| Exercise requirements |
Which lines in the records below contain the word "const"? Return each of them.

Source material START

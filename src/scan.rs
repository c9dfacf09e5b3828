//! Page discovery in the wiki root.
//!
//! Only the root directory itself is listed; subdirectories are neither
//! pages nor searched. A file counts as a page when its lowercased name
//! contains the configured marker (`.md` by default):
//!
//! ```text
//! wiki/
//! ├── Home.md          → "Home"
//! ├── About.MD         → "About"
//! ├── draft.md.bak     → "draft.md"   (marker anywhere in the name)
//! ├── wiki.xml         (skipped)
//! └── images.md/       (skipped, directory)
//! ```
//!
//! The page id is the file name minus its last extension. Results come back
//! sorted by file name.

use crate::types::PageId;
use std::path::{Path, PathBuf};
use thiserror::Error;
use walkdir::WalkDir;

#[derive(Error, Debug)]
pub enum ScanError {
    #[error("cannot list wiki root {path}: {source}")]
    Io {
        path: PathBuf,
        #[source]
        source: walkdir::Error,
    },
}

/// List the page ids found directly under `root`.
pub fn scan_pages(root: &Path, marker: &str) -> Result<Vec<PageId>, ScanError> {
    let marker = marker.to_lowercase();
    let mut pages = Vec::new();

    let walker = WalkDir::new(root)
        .min_depth(1)
        .max_depth(1)
        .sort_by_file_name();

    for dir_entry in walker {
        let dir_entry = dir_entry.map_err(|source| ScanError::Io {
            path: root.to_path_buf(),
            source,
        })?;
        if dir_entry.file_type().is_dir() {
            continue;
        }

        let name = dir_entry.file_name().to_string_lossy();
        if !name.to_lowercase().contains(&marker) {
            continue;
        }

        let page = page_id(&name);
        log::debug!("page file: {page}");
        pages.push(page);
    }

    Ok(pages)
}

/// Strip the last extension from a file name.
///
/// - `Home.md` → `Home`
/// - `notes.md.bak` → `notes.md`
/// - `.md` → `.md` (a leading dot is not an extension)
fn page_id(file_name: &str) -> PageId {
    Path::new(file_name)
        .file_stem()
        .map(|stem| stem.to_string_lossy().into_owned())
        .unwrap_or_else(|| file_name.to_string())
}

#[cfg(test)]
mod tests {
    use super::*;
    use crate::test_helpers::setup_fixtures;
    use std::fs;
    use tempfile::TempDir;

    #[test]
    fn finds_markdown_pages_sorted_by_name() {
        let tmp = TempDir::new().unwrap();
        fs::write(tmp.path().join("b.md"), "# B").unwrap();
        fs::write(tmp.path().join("a.md"), "# A").unwrap();
        fs::write(tmp.path().join("c.md"), "# C").unwrap();

        let pages = scan_pages(tmp.path(), ".md").unwrap();
        assert_eq!(pages, vec!["a", "b", "c"]);
    }

    #[test]
    fn marker_match_ignores_case() {
        let tmp = TempDir::new().unwrap();
        fs::write(tmp.path().join("About.MD"), "").unwrap();

        let pages = scan_pages(tmp.path(), ".md").unwrap();
        assert_eq!(pages, vec!["About"]);
    }

    #[test]
    fn non_page_files_are_skipped() {
        let tmp = TempDir::new().unwrap();
        fs::write(tmp.path().join("Home.md"), "").unwrap();
        fs::write(tmp.path().join("wiki.xml"), "<wiki/>").unwrap();
        fs::write(tmp.path().join("home-page.template"), "").unwrap();

        let pages = scan_pages(tmp.path(), ".md").unwrap();
        assert_eq!(pages, vec!["Home"]);
    }

    #[test]
    fn directories_are_skipped_even_when_named_like_pages() {
        let tmp = TempDir::new().unwrap();
        fs::create_dir_all(tmp.path().join("images.md")).unwrap();
        fs::create_dir_all(tmp.path().join("sub")).unwrap();
        fs::write(tmp.path().join("sub/Nested.md"), "").unwrap();
        fs::write(tmp.path().join("Top.md"), "").unwrap();

        let pages = scan_pages(tmp.path(), ".md").unwrap();
        assert_eq!(pages, vec!["Top"]);
    }

    #[test]
    fn marker_anywhere_in_name_only_last_extension_stripped() {
        let tmp = TempDir::new().unwrap();
        fs::write(tmp.path().join("draft.md.bak"), "").unwrap();

        let pages = scan_pages(tmp.path(), ".md").unwrap();
        assert_eq!(pages, vec!["draft.md"]);
    }

    #[test]
    fn custom_marker() {
        let tmp = TempDir::new().unwrap();
        fs::write(tmp.path().join("Home.md"), "").unwrap();
        fs::write(tmp.path().join("Notes.txt"), "").unwrap();

        let pages = scan_pages(tmp.path(), ".txt").unwrap();
        assert_eq!(pages, vec!["Notes"]);
    }

    #[test]
    fn empty_root_has_no_pages() {
        let tmp = TempDir::new().unwrap();
        assert!(scan_pages(tmp.path(), ".md").unwrap().is_empty());
    }

    #[test]
    fn missing_root_is_error() {
        let tmp = TempDir::new().unwrap();
        let result = scan_pages(&tmp.path().join("nope"), ".md");
        assert!(matches!(result, Err(ScanError::Io { .. })));
    }

    #[test]
    fn fixture_pages() {
        let tmp = setup_fixtures();
        let pages = scan_pages(tmp.path(), ".md").unwrap();
        assert_eq!(pages, vec!["About", "Home", "Rust-Notes", "Scratch"]);
    }

    #[test]
    fn page_id_strips_last_extension() {
        assert_eq!(page_id("Home.md"), "Home");
        assert_eq!(page_id("notes.md.bak"), "notes.md");
        assert_eq!(page_id("README"), "README");
    }

    #[test]
    fn page_id_keeps_dotfile_name() {
        assert_eq!(page_id(".md"), ".md");
    }
}
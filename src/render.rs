//! Home page rendering.
//!
//! The template is a user-supplied [minijinja](https://docs.rs/minijinja)
//! (Jinja2 syntax) file. The whole [`HomePage`] is the template context:
//!
//! | Variable | Contents |
//! |----------|----------|
//! | `time` | generation timestamp |
//! | `categories`, `tags`, `dates` | lists of `{ name, entries }` groups |
//! | `pages_without_entry` | page ids with no metadata |
//! | `entries_without_page` | entries whose page is missing |
//! | `stats` | summary counts |
//!
//! Each entry exposes `date`, `category`, `title`, `link`, `tags` and `page`.
//!
//! Undefined variables are errors rather than blanks, output is not
//! HTML-escaped, and the template's trailing newline is kept.
//!
//! The document is rendered to memory first; the output file is only opened
//! once rendering has succeeded, and it is truncated before writing.

use crate::types::HomePage;
use minijinja::{AutoEscape, Environment, UndefinedBehavior};
use std::fs;
use std::path::{Path, PathBuf};
use thiserror::Error;

#[derive(Error, Debug)]
pub enum RenderError {
    #[error("cannot read template {path}: {source}")]
    ReadTemplate {
        path: PathBuf,
        #[source]
        source: std::io::Error,
    },
    #[error("template error: {0}")]
    Template(#[from] minijinja::Error),
    #[error("cannot write {path}: {source}")]
    WriteOutput {
        path: PathBuf,
        #[source]
        source: std::io::Error,
    },
}

fn environment<'source>() -> Environment<'source> {
    let mut env = Environment::new();
    env.set_undefined_behavior(UndefinedBehavior::Strict);
    env.set_auto_escape_callback(|_| AutoEscape::None);
    env.set_keep_trailing_newline(true);
    env
}

/// Render `page` through a template given as source text.
pub fn render(template_source: &str, page: &HomePage) -> Result<String, RenderError> {
    let env = environment();
    let template = env.template_from_str(template_source)?;
    Ok(template.render(page)?)
}

/// Render the template at `template_path` and write the result to `output_path`.
pub fn write_home_page(
    template_path: &Path,
    output_path: &Path,
    page: &HomePage,
) -> Result<(), RenderError> {
    let source = fs::read_to_string(template_path).map_err(|source| RenderError::ReadTemplate {
        path: template_path.to_path_buf(),
        source,
    })?;
    let document = render(&source, page)?;
    fs::write(output_path, document).map_err(|source| RenderError::WriteOutput {
        path: output_path.to_path_buf(),
        source,
    })?;
    log::info!("wrote {}", output_path.display());
    Ok(())
}

/// Returns the stock home page template.
///
/// Used by the `gen-template` CLI command.
pub fn stock_template() -> &'static str {
    r#"# Home

_Generated {{ time }}_

## Categories
{% for category in categories %}
### {{ category.name }}
{% for entry in category.entries %}
- [{{ entry.title }}]({{ entry.link }}){% if entry.date %} ({{ entry.date }}){% endif %}
{%- endfor %}
{% endfor %}
## Tags
{% for tag in tags %}
### {{ tag.name }}
{% for entry in tag.entries %}
- [{{ entry.title }}]({{ entry.link }})
{%- endfor %}
{% endfor %}
## Timeline
{% for date in dates %}
### {{ date.name }}
{% for entry in date.entries %}
- [{{ entry.title }}]({{ entry.link }})
{%- endfor %}
{% endfor %}
## Housekeeping

Pages without an entry:
{% for page in pages_without_entry %}
- [{{ page }}]({{ page }})
{%- else %}
- none
{%- endfor %}

Entries without a page:
{% for entry in entries_without_page %}
- {{ entry.title }} → `{{ entry.page }}`
{%- else %}
- none
{%- endfor %}

## Stats

| Pages | Categories | Tags | Dates | Pages without entry | Entries without page |
|-------|------------|------|-------|---------------------|----------------------|
| {{ stats.page_count }} | {{ stats.category_count }} | {{ stats.tag_count }} | {{ stats.date_count }} | {{ stats.orphan_page_count }} | {{ stats.orphan_entry_count }} |
"#
}
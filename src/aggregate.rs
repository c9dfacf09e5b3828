//! Cross-referencing and grouping of metadata entries.
//!
//! The engine takes the entries loaded from `wiki.xml` and the page ids found
//! on disk and produces the [`HomePage`] handed to the template:
//!
//! ```text
//! entries ──┬── by category ─┐
//!           ├── by tag ──────┤
//!           ├── by date ─────┼──► HomePage
//! pages ────┴── orphans ─────┘
//! ```
//!
//! ## Collation
//!
//! Categories are compared ordinally (byte order, so `"Apple"` sorts before
//! `"zoo"` and `"Zoo"` before `"apple"`). Tags and dates are compared on their
//! lowercased form. Both rules apply to group names and to the titles of the
//! entries inside each group. All sorts are stable, so entries with equal
//! titles keep their metadata order.
//!
//! Bucket keys themselves are always exact: `"Rust"` and `"rust"` are two
//! different tag groups, and `2020-01-02` and `2 Jan 2020` are two different
//! date groups.
//!
//! ## Orphans
//!
//! A page is an orphan when no entry points at it; an entry is an orphan when
//! it points at a page that was not found. The two scans are independent and
//! keep their input order.
//!
//! ## Time
//!
//! The only impure input is the generation timestamp, which comes from a
//! [`Clock`] so tests can pin it.

use crate::types::{Entry, Group, HomePage, PageId, Stats};
use chrono::{DateTime, FixedOffset, Local};
use std::collections::{BTreeMap, HashSet};

/// Timestamp layout used on the home page, e.g. `Mon, 02 Jan 2006 15:04:05 +0000`.
pub const TIMESTAMP_FORMAT: &str = "%a, %d %b %Y %H:%M:%S %z";

/// Source of the generation timestamp.
pub trait Clock {
    fn now(&self) -> DateTime<FixedOffset>;
}

/// Wall clock in the local timezone.
#[derive(Debug, Clone, Copy, Default)]
pub struct SystemClock;

impl Clock for SystemClock {
    fn now(&self) -> DateTime<FixedOffset> {
        Local::now().fixed_offset()
    }
}

/// A clock frozen at one instant.
#[derive(Debug, Clone, Copy)]
pub struct FixedClock(pub DateTime<FixedOffset>);

impl Clock for FixedClock {
    fn now(&self) -> DateTime<FixedOffset> {
        self.0
    }
}

/// String ordering applied to group names and entry titles.
#[derive(Debug, Clone, Copy, PartialEq, Eq)]
enum Collation {
    /// Plain byte order.
    Ordinal,
    /// Compare lowercased strings.
    CaseInsensitive,
}

impl Collation {
    /// Stable sort of `items` by the string `key` returns.
    fn sort<T>(self, items: &mut [T], key: impl Fn(&T) -> &str) {
        match self {
            Collation::Ordinal => items.sort_by(|a, b| key(a).cmp(key(b))),
            Collation::CaseInsensitive => items.sort_by_cached_key(|item| key(item).to_lowercase()),
        }
    }
}

/// Build the home page data from metadata entries and discovered pages.
///
/// Never fails: empty inputs give empty groups and zero counts. Duplicate
/// page ids or entries are taken as-is.
pub fn aggregate(entries: &[Entry], pages: &[PageId], clock: &dyn Clock) -> HomePage {
    // The three passes share nothing, so they fork freely.
    let (categories, (tags, dates)) = rayon::join(
        || group_by_category(entries),
        || rayon::join(|| group_by_tag(entries), || group_by_date(entries)),
    );

    let pages_without_entry = orphan_pages(pages, entries);
    let entries_without_page = orphan_entries(entries, pages);

    let stats = Stats {
        page_count: pages.len(),
        total_word_count: 0,
        distinct_word_count: 0,
        category_count: categories.len(),
        tag_count: tags.len(),
        date_count: dates.len(),
        orphan_page_count: pages_without_entry.len(),
        orphan_entry_count: entries_without_page.len(),
    };

    HomePage {
        time: clock.now().format(TIMESTAMP_FORMAT).to_string(),
        categories,
        tags,
        dates,
        pages_without_entry,
        entries_without_page,
        stats,
    }
}

fn group_by_category(entries: &[Entry]) -> Vec<Group> {
    let mut buckets: BTreeMap<&str, Vec<Entry>> = BTreeMap::new();
    for entry in entries {
        buckets
            .entry(entry.category.as_str())
            .or_default()
            .push(entry.clone());
    }
    into_groups(buckets, Collation::Ordinal)
}

/// An entry lands in one bucket per distinct tag; repeated tags count once.
fn group_by_tag(entries: &[Entry]) -> Vec<Group> {
    let mut buckets: BTreeMap<&str, Vec<Entry>> = BTreeMap::new();
    for entry in entries {
        for (i, tag) in entry.tags.iter().enumerate() {
            if entry.tags[..i].contains(tag) {
                continue;
            }
            buckets.entry(tag.as_str()).or_default().push(entry.clone());
        }
    }
    into_groups(buckets, Collation::CaseInsensitive)
}

fn group_by_date(entries: &[Entry]) -> Vec<Group> {
    let mut buckets: BTreeMap<&str, Vec<Entry>> = BTreeMap::new();
    for entry in entries {
        buckets
            .entry(entry.date.as_str())
            .or_default()
            .push(entry.clone());
    }
    into_groups(buckets, Collation::CaseInsensitive)
}

/// Sort each bucket by title, then the groups by name, under one collation.
///
/// Buckets arrive in ordinal key order, which fixes the order of names that
/// tie case-insensitively.
fn into_groups(buckets: BTreeMap<&str, Vec<Entry>>, collation: Collation) -> Vec<Group> {
    let mut groups: Vec<Group> = buckets
        .into_iter()
        .map(|(name, mut entries)| {
            collation.sort(&mut entries, |e| e.title.as_str());
            Group {
                name: name.to_string(),
                entries,
            }
        })
        .collect();
    collation.sort(&mut groups, |g| g.name.as_str());
    groups
}

fn orphan_pages(pages: &[PageId], entries: &[Entry]) -> Vec<PageId> {
    let referenced: HashSet<&str> = entries.iter().map(|e| e.page.as_str()).collect();
    pages
        .iter()
        .filter(|page| !referenced.contains(page.as_str()))
        .cloned()
        .collect()
}

fn orphan_entries(entries: &[Entry], pages: &[PageId]) -> Vec<Entry> {
    let known: HashSet<&str> = pages.iter().map(String::as_str).collect();
    entries
        .iter()
        .filter(|entry| !known.contains(entry.page.as_str()))
        .cloned()
        .collect()
}
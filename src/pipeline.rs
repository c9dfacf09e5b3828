//! End-to-end run: resolve paths, collect inputs, aggregate, render.
//!
//! ```text
//! plan()     wiki root + config.toml + CLI overrides  →  Plan
//! collect()  Plan  →  HomePage        (scan pages, load wiki.xml, aggregate)
//! build()    Plan  →  HomePage + Home.md written
//! ```
//!
//! Every failure along the way surfaces as a [`PipelineError`]; nothing here
//! prints or exits. The binary decides what to do with the error.

use crate::aggregate::{Clock, aggregate};
use crate::config::{self, ConfigError, WikiConfig};
use crate::metadata::{self, MetadataError};
use crate::render::{self, RenderError};
use crate::scan::{self, ScanError};
use crate::types::HomePage;
use std::path::{Path, PathBuf};
use thiserror::Error;

#[derive(Error, Debug)]
pub enum PipelineError {
    #[error("wiki root {0} does not exist")]
    RootNotFound(PathBuf),
    #[error("Config error: {0}")]
    Config(#[from] ConfigError),
    #[error(transparent)]
    Scan(#[from] ScanError),
    #[error(transparent)]
    Metadata(#[from] MetadataError),
    #[error(transparent)]
    Render(#[from] RenderError),
}

/// Fully resolved locations for one run.
#[derive(Debug, Clone, PartialEq)]
pub struct Plan {
    pub root: PathBuf,
    pub metadata: PathBuf,
    pub template: PathBuf,
    pub output: PathBuf,
    pub page_marker: String,
}

/// Path overrides taken from the command line.
#[derive(Debug, Clone, Default)]
pub struct Overrides {
    pub template: Option<PathBuf>,
    pub output: Option<PathBuf>,
}

impl Plan {
    /// Resolve config paths: metadata against the wiki root, template and
    /// output against `workdir`. Overrides are used as given.
    pub fn resolve(root: &Path, config: &WikiConfig, workdir: &Path, overrides: Overrides) -> Self {
        Self {
            root: root.to_path_buf(),
            metadata: root.join(&config.metadata_file),
            template: overrides
                .template
                .unwrap_or_else(|| workdir.join(&config.template)),
            output: overrides
                .output
                .unwrap_or_else(|| workdir.join(&config.output)),
            page_marker: config.page_marker.clone(),
        }
    }
}

/// Check the wiki root, load its config and resolve the run's paths.
pub fn plan(root: &Path, workdir: &Path, overrides: Overrides) -> Result<Plan, PipelineError> {
    if !root.is_dir() {
        return Err(PipelineError::RootNotFound(root.to_path_buf()));
    }
    let config = config::load_config(root)?;
    let plan = Plan::resolve(root, &config, workdir, overrides);
    log::info!("wiki root is {}", plan.root.display());
    Ok(plan)
}

/// Scan pages, load metadata and aggregate them.
pub fn collect(plan: &Plan, clock: &dyn Clock) -> Result<HomePage, PipelineError> {
    let pages = scan::scan_pages(&plan.root, &plan.page_marker)?;
    let entries = metadata::load_entries(&plan.metadata)?;
    Ok(aggregate(&entries, &pages, clock))
}

/// Collect, then render the template and write the home page.
pub fn build(plan: &Plan, clock: &dyn Clock) -> Result<HomePage, PipelineError> {
    let page = collect(plan, clock)?;
    render::write_home_page(&plan.template, &plan.output, &page)?;
    Ok(page)
}
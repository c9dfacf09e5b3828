//! Wiki configuration module.
//!
//! Handles loading and validating an optional `config.toml` placed in the
//! wiki root. Without one, the stock defaults reproduce the classic layout:
//!
//! ```text
//! ./                          # working directory
//! ├── home-page.template      # template (relative to working directory)
//! ├── Home.md                 # generated output (relative to working directory)
//! └── wiki/                   # --wiki-root
//!     ├── config.toml         # optional
//!     ├── wiki.xml            # metadata (relative to wiki root)
//!     └── *.md                # pages
//! ```
//!
//! ## Configuration Options
//!
//! ```toml
//! # All options are optional - defaults shown below
//! metadata_file = "wiki.xml"
//! template = "home-page.template"
//! output = "Home.md"
//! page_marker = ".md"
//! ```
//!
//! Config files are sparse: override just the keys you need. Unknown keys
//! are rejected to catch typos early.

use serde::Deserialize;
use std::fs;
use std::path::{Path, PathBuf};
use thiserror::Error;

/// File name looked up in the wiki root.
pub const CONFIG_FILE: &str = "config.toml";

#[derive(Error, Debug)]
pub enum ConfigError {
    #[error("cannot read config file {path}: {source}")]
    Io {
        path: PathBuf,
        #[source]
        source: std::io::Error,
    },
    #[error("TOML parse error: {0}")]
    Toml(#[from] toml::de::Error),
    #[error("Config validation error: {0}")]
    Validation(String),
}

/// Wiki configuration loaded from `config.toml`.
#[derive(Debug, Clone, PartialEq, Deserialize)]
#[serde(default, deny_unknown_fields)]
pub struct WikiConfig {
    /// Metadata file, relative to the wiki root.
    pub metadata_file: String,
    /// Home page template, relative to the working directory.
    pub template: String,
    /// Generated home page, relative to the working directory.
    pub output: String,
    /// Case-insensitive substring a file name must contain to count as a page.
    pub page_marker: String,
}

impl Default for WikiConfig {
    fn default() -> Self {
        Self {
            metadata_file: "wiki.xml".to_string(),
            template: "home-page.template".to_string(),
            output: "Home.md".to_string(),
            page_marker: ".md".to_string(),
        }
    }
}

impl WikiConfig {
    /// Reject values that would make the run meaningless.
    pub fn validate(&self) -> Result<(), ConfigError> {
        let fields = [
            ("metadata_file", &self.metadata_file),
            ("template", &self.template),
            ("output", &self.output),
            ("page_marker", &self.page_marker),
        ];
        for (key, value) in fields {
            if value.trim().is_empty() {
                return Err(ConfigError::Validation(format!("{key} must not be empty")));
            }
        }
        Ok(())
    }
}

/// Load config from `config.toml` in the wiki root, falling back to defaults.
///
/// The file is sparse: serde fills absent keys from [`WikiConfig::default`].
pub fn load_config(root: &Path) -> Result<WikiConfig, ConfigError> {
    let path = root.join(CONFIG_FILE);
    if !path.exists() {
        return Ok(WikiConfig::default());
    }
    let content = fs::read_to_string(&path).map_err(|source| ConfigError::Io {
        path: path.clone(),
        source,
    })?;
    let config: WikiConfig = toml::from_str(&content)?;
    config.validate()?;
    log::debug!("loaded {}", path.display());
    Ok(config)
}

/// Returns a fully-commented stock `config.toml`.
///
/// Used by the `gen-config` CLI command.
pub fn stock_config_toml() -> &'static str {
    r##"# wiki-home Configuration
# =======================
# Place this file in the wiki root. All settings are optional; values
# shown are the defaults. Unknown keys cause an error.

# Metadata describing the wiki's pages, relative to the wiki root.
metadata_file = "wiki.xml"

# Home page template (Jinja syntax), relative to the working directory.
template = "home-page.template"

# Where the rendered home page is written, relative to the working directory.
# The file is replaced on every run.
output = "Home.md"

# A file in the wiki root is a page when its name contains this text
# (case-insensitive). The page id is the file name minus its extension.
page_marker = ".md"
"##
}
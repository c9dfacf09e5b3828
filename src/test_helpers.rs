//! Shared test utilities for the wiki-home test suite.
//!
//! Provides entry builders, a pinned clock, lookup helpers and fixture setup.
//!
//! # Usage
//!
//! ```rust
//! use crate::test_helpers::*;
//!
//! let entries = vec![tagged(entry("About", "About"), &["intro"])];
//! let home = aggregate(&entries, &[], &fixed_clock());
//!
//! let intro = find_group(&home.tags, "intro");
//! assert_eq!(entry_titles(intro), vec!["About"]);
//! ```

use std::path::{Path, PathBuf};
use tempfile::TempDir;

use crate::aggregate::FixedClock;
use crate::types::{Entry, Group};

// =========================================================================
// Fixture setup
// =========================================================================

/// The `fixtures/` directory of the crate.
pub fn fixtures_dir() -> PathBuf {
    Path::new(env!("CARGO_MANIFEST_DIR")).join("fixtures")
}

/// Copy `fixtures/wiki/` to a temp directory and return it.
///
/// Tests get an isolated copy they can mutate without affecting other tests
/// or the source fixtures.
pub fn setup_fixtures() -> TempDir {
    let tmp = TempDir::new().unwrap();
    copy_dir_recursive(&fixtures_dir().join("wiki"), tmp.path()).unwrap();
    tmp
}

fn copy_dir_recursive(src: &Path, dst: &Path) -> std::io::Result<()> {
    for entry in std::fs::read_dir(src)? {
        let entry = entry?;
        let src_path = entry.path();
        let dst_path = dst.join(entry.file_name());

        if src_path.is_dir() {
            std::fs::create_dir_all(&dst_path)?;
            copy_dir_recursive(&src_path, &dst_path)?;
        } else {
            std::fs::copy(&src_path, &dst_path)?;
        }
    }
    Ok(())
}

// =========================================================================
// Builders
// =========================================================================

/// An entry for `page` with the given title. Link mirrors the page; every
/// other field is empty.
pub fn entry(page: &str, title: &str) -> Entry {
    Entry {
        title: title.to_string(),
        link: page.to_string(),
        page: page.to_string(),
        ..Entry::default()
    }
}

/// Replace an entry's tags.
pub fn tagged(entry: Entry, tags: &[&str]) -> Entry {
    Entry {
        tags: tags.iter().map(|t| t.to_string()).collect(),
        ..entry
    }
}

/// Clock pinned to `Mon, 02 Jan 2006 15:04:05 +0000`.
pub fn fixed_clock() -> FixedClock {
    let instant = chrono::DateTime::parse_from_rfc3339("2006-01-02T15:04:05+00:00").unwrap();
    FixedClock(instant)
}

// =========================================================================
// Lookups — panics with a clear message on miss
// =========================================================================

/// Find a group by name. Panics if not found.
pub fn find_group<'a>(groups: &'a [Group], name: &str) -> &'a Group {
    groups.iter().find(|g| g.name == name).unwrap_or_else(|| {
        let names = group_names(groups);
        panic!("group '{name}' not found. Available: {names:?}")
    })
}

/// All group names in order.
pub fn group_names(groups: &[Group]) -> Vec<&str> {
    groups.iter().map(|g| g.name.as_str()).collect()
}

/// Titles of a group's entries in order.
pub fn entry_titles(group: &Group) -> Vec<&str> {
    group.entries.iter().map(|e| e.title.as_str()).collect()
}

/// Page ids of a group's entries in order.
pub fn entry_pages(group: &Group) -> Vec<&str> {
    group.entries.iter().map(|e| e.page.as_str()).collect()
}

Source material END

| Exercise output |
pub const TIMESTAMP_FORMAT: &str = "%a, %d %b %Y %H:%M:%S %z";
pub const CONFIG_FILE: &str = "config.toml";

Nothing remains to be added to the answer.